▶

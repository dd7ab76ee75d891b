//! Color lookups for the terminal user interface.

use ratatui::style::Color;

use crate::fields::{CategoryBadge, Priority};

/// Badge background for personal lists.
pub const PURPLE: Color = Color::Rgb(168, 85, 247);
/// Badge background for work lists.
pub const BLUE: Color = Color::Rgb(59, 130, 246);
/// Badge background for shopping lists.
pub const GREEN: Color = Color::Rgb(34, 197, 94);
/// Fallback badge background for unrecognised categories.
pub const GRAY: Color = Color::Rgb(113, 113, 122);

/// Flag color for a priority level.
pub fn priority_color(priority: Priority) -> Color {
    match priority {
        Priority::High => Color::Red,
        Priority::Medium => Color::Yellow,
        Priority::Low => Color::Green,
    }
}

/// Badge color for a category classification. `Other` is the explicit
/// fallback arm, so unknown category strings always render.
pub fn badge_color(badge: CategoryBadge) -> Color {
    match badge {
        CategoryBadge::Personal => PURPLE,
        CategoryBadge::Work => BLUE,
        CategoryBadge::Shopping => GREEN,
        CategoryBadge::Other => GRAY,
    }
}
impl App {
    /// Build the app over a store, with the first task pre-expanded to match
    /// the initial render of the original layout.
    pub fn new(store: TaskStore) -> Self {
        let mut expanded = HashSet::new();
        if let Some(first) = store.tasks().first() {
            expanded.insert(first.id.clone());
        }
        let mut app = App {
            store,
            focus: Focus::TaskList,
            sidebar_cursor: 0,
            list_cursor: 0,
            expanded,
            notes: InputField::new(),
            notes_for: None,
            editing_notes: false,
            search: InputField::new(),
            searching: false,
        };
        app.sync_notes();
        app
    }

    pub fn store(&self) -> &TaskStore {
        &self.store
    }

    pub fn expanded(&self) -> &HashSet<String> {
        &self.expanded
    }

    pub fn notes_text(&self) -> &str {
        &self.notes.value
    }

    fn rows(&self) -> Vec<ListRow> {
        task_list::build_rows(self.store.tasks(), &self.expanded)
    }

    /// Reseed the notes editor whenever the selection changes. Edits made to
    /// a previous selection are discarded; nothing is written back.
    fn sync_notes(&mut self) {
        let current = self.store.selected_id().map(str::to_string);
        if current != self.notes_for {
            self.notes = match self.store.selected() {
                Some(task) => InputField::with_value(task.notes.as_deref().unwrap_or("")),
                None => InputField::new(),
            };
            self.notes_for = current;
            self.editing_notes = false;
        }
    }

    /// Handle one key event. Returns true if the application should quit.
    pub fn handle_key(&mut self, code: KeyCode, modifiers: KeyModifiers) -> bool {
        if code == KeyCode::Char('c') && modifiers.contains(KeyModifiers::CONTROL) {
            return true;
        }
        if self.editing_notes {
            self.handle_notes_key(code);
            return false;
        }
        if self.searching {
            self.handle_search_key(code);
            return false;
        }
        match code {
            KeyCode::Char('q') => return true,
            KeyCode::Tab => {
                self.focus = match self.focus {
                    Focus::Sidebar => Focus::TaskList,
                    Focus::TaskList => Focus::Sidebar,
                };
            }
            _ => match self.focus {
                Focus::Sidebar => self.handle_sidebar_key(code),
                Focus::TaskList => self.handle_list_key(code),
            },
        }
        false
    }

    fn handle_sidebar_key(&mut self, code: KeyCode) {
        match code {
            KeyCode::Up | KeyCode::Char('k') => {
                self.sidebar_cursor = self.sidebar_cursor.saturating_sub(1);
            }
            KeyCode::Down | KeyCode::Char('j') => {
                if self.sidebar_cursor + 1 < SIDEBAR_ROWS {
                    self.sidebar_cursor += 1;
                }
            }
            KeyCode::Enter => {
                if let Some(nav) = sidebar_nav_id(self.sidebar_cursor) {
                    self.store.set_active_nav(nav);
                }
            }
            KeyCode::Char('/') => self.searching = true,
            _ => {}
        }
    }

    fn handle_list_key(&mut self, code: KeyCode) {
        let rows = self.rows();
        match code {
            KeyCode::Up | KeyCode::Char('k') => {
                self.list_cursor = self.list_cursor.saturating_sub(1);
            }
            KeyCode::Down | KeyCode::Char('j') => {
                if self.list_cursor + 1 < rows.len() {
                    self.list_cursor += 1;
                }
            }
            // Enter selects the task under the cursor; on a subtask row the
            // owning task is selected, matching row-click semantics.
            KeyCode::Enter => {
                match rows.get(self.list_cursor) {
                    Some(ListRow::Task(i)) | Some(ListRow::Subtask(i, _)) => {
                        let id = self.store.tasks()[*i].id.clone();
                        self.store.select_task(&id);
                        self.sync_notes();
                    }
                    None => {}
                }
            }
            // Space toggles completion without changing the selection.
            KeyCode::Char(' ') => {
                match rows.get(self.list_cursor) {
                    Some(ListRow::Task(i)) => {
                        let id = self.store.tasks()[*i].id.clone();
                        self.store.toggle_task(&id);
                    }
                    Some(ListRow::Subtask(i, s)) => {
                        let task = &self.store.tasks()[*i];
                        let (task_id, sub_id) = (task.id.clone(), task.subtasks[*s].id.clone());
                        self.store.toggle_subtask(&task_id, &sub_id);
                    }
                    None => {}
                }
                self.sync_notes();
            }
            KeyCode::Right => self.set_expanded(&rows, true),
            KeyCode::Left => self.set_expanded(&rows, false),
            KeyCode::Esc => {
                self.store.close_detail();
                self.sync_notes();
            }
            KeyCode::Char('n') => {
                if self.store.selected().is_some() {
                    self.editing_notes = true;
                }
            }
            _ => {}
        }
        // Collapsing can shrink the row list under the cursor.
        let len = self.rows().len();
        if len > 0 && self.list_cursor >= len {
            self.list_cursor = len - 1;
        }
    }

    /// Expand or collapse the task under the cursor. Tasks without subtasks
    /// have no expand control, so this is a no-op for them.
    fn set_expanded(&mut self, rows: &[ListRow], expand: bool) {
        let task = match rows.get(self.list_cursor) {
            Some(ListRow::Task(i)) | Some(ListRow::Subtask(i, _)) => &self.store.tasks()[*i],
            None => return,
        };
        if !task.has_subtasks() {
            return;
        }
        if expand {
            self.expanded.insert(task.id.clone());
        } else {
            self.expanded.remove(&task.id);
        }
    }

    fn handle_notes_key(&mut self, code: KeyCode) {
        match code {
            KeyCode::Esc | KeyCode::Enter => self.editing_notes = false,
            KeyCode::Char(c) => self.notes.handle_char(c),
            KeyCode::Backspace => self.notes.handle_backspace(),
            KeyCode::Delete => self.notes.handle_delete(),
            KeyCode::Left => self.notes.move_cursor_left(),
            KeyCode::Right => self.notes.move_cursor_right(),
            _ => {}
        }
    }

    fn handle_search_key(&mut self, code: KeyCode) {
        match code {
            KeyCode::Esc | KeyCode::Enter => self.searching = false,
            KeyCode::Char(c) => self.search.handle_char(c),
            KeyCode::Backspace => self.search.handle_backspace(),
            _ => {}
        }
    }

    /// Poll for and handle keyboard events.
    ///
    /// Returns true if the application should quit.
    fn handle_input(&mut self) -> io::Result<bool> {
        if event::poll(Duration::from_millis(50))? {
            if let Event::Key(key) = event::read()? {
                if key.kind == KeyEventKind::Press && self.handle_key(key.code, key.modifiers) {
                    return Ok(true);
                }
            }
        }
        Ok(false)
    }

    /// Render the three-column layout. The detail column collapses entirely
    /// when nothing is selected.
    fn render(&mut self, f: &mut Frame) {
        let detail_width = if self.store.selected().is_some() { 42 } else { 0 };
        let chunks = Layout::default()
            .direction(Direction::Horizontal)
            .constraints([
                Constraint::Length(26),
                Constraint::Min(40),
                Constraint::Length(detail_width),
            ])
            .split(f.area());

        sidebar::render(
            f,
            chunks[0],
            self.store.active_nav(),
            self.sidebar_cursor,
            &self.search,
            self.focus == Focus::Sidebar || self.searching,
        );

        let rows = self.rows();
        task_list::render(
            f,
            chunks[1],
            &self.store,
            &rows,
            self.list_cursor,
            &self.expanded,
            self.focus == Focus::TaskList,
        );

        if let Some(task) = self.store.selected() {
            detail::render(f, chunks[2], task, &self.notes, self.editing_notes);
        }
    }

    /// Main event loop: draw, then handle input, until quit.
    pub fn run<B: Backend>(&mut self, terminal: &mut Terminal<B>) -> io::Result<()> {
        loop {
            terminal.draw(|f| self.render(f))?;
            if self.handle_input()? {
                break;
            }
        }
        Ok(())
    }
}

◀

WHAT TO PRODUCE :: Using the line that contains "pub fn run<B: Backend>(&mut" as the first, reproduce each line exactly through the last line of the listing.

EXERCISE SOLUTION ::
    pub fn run<B: Backend>(&mut self, terminal: &mut Terminal<B>) -> io::Result<()> {
        loop {
            terminal.draw(|f| self.render(f))?;
            if self.handle_input()? {
                break;
            }
        }
        Ok(())
    }
}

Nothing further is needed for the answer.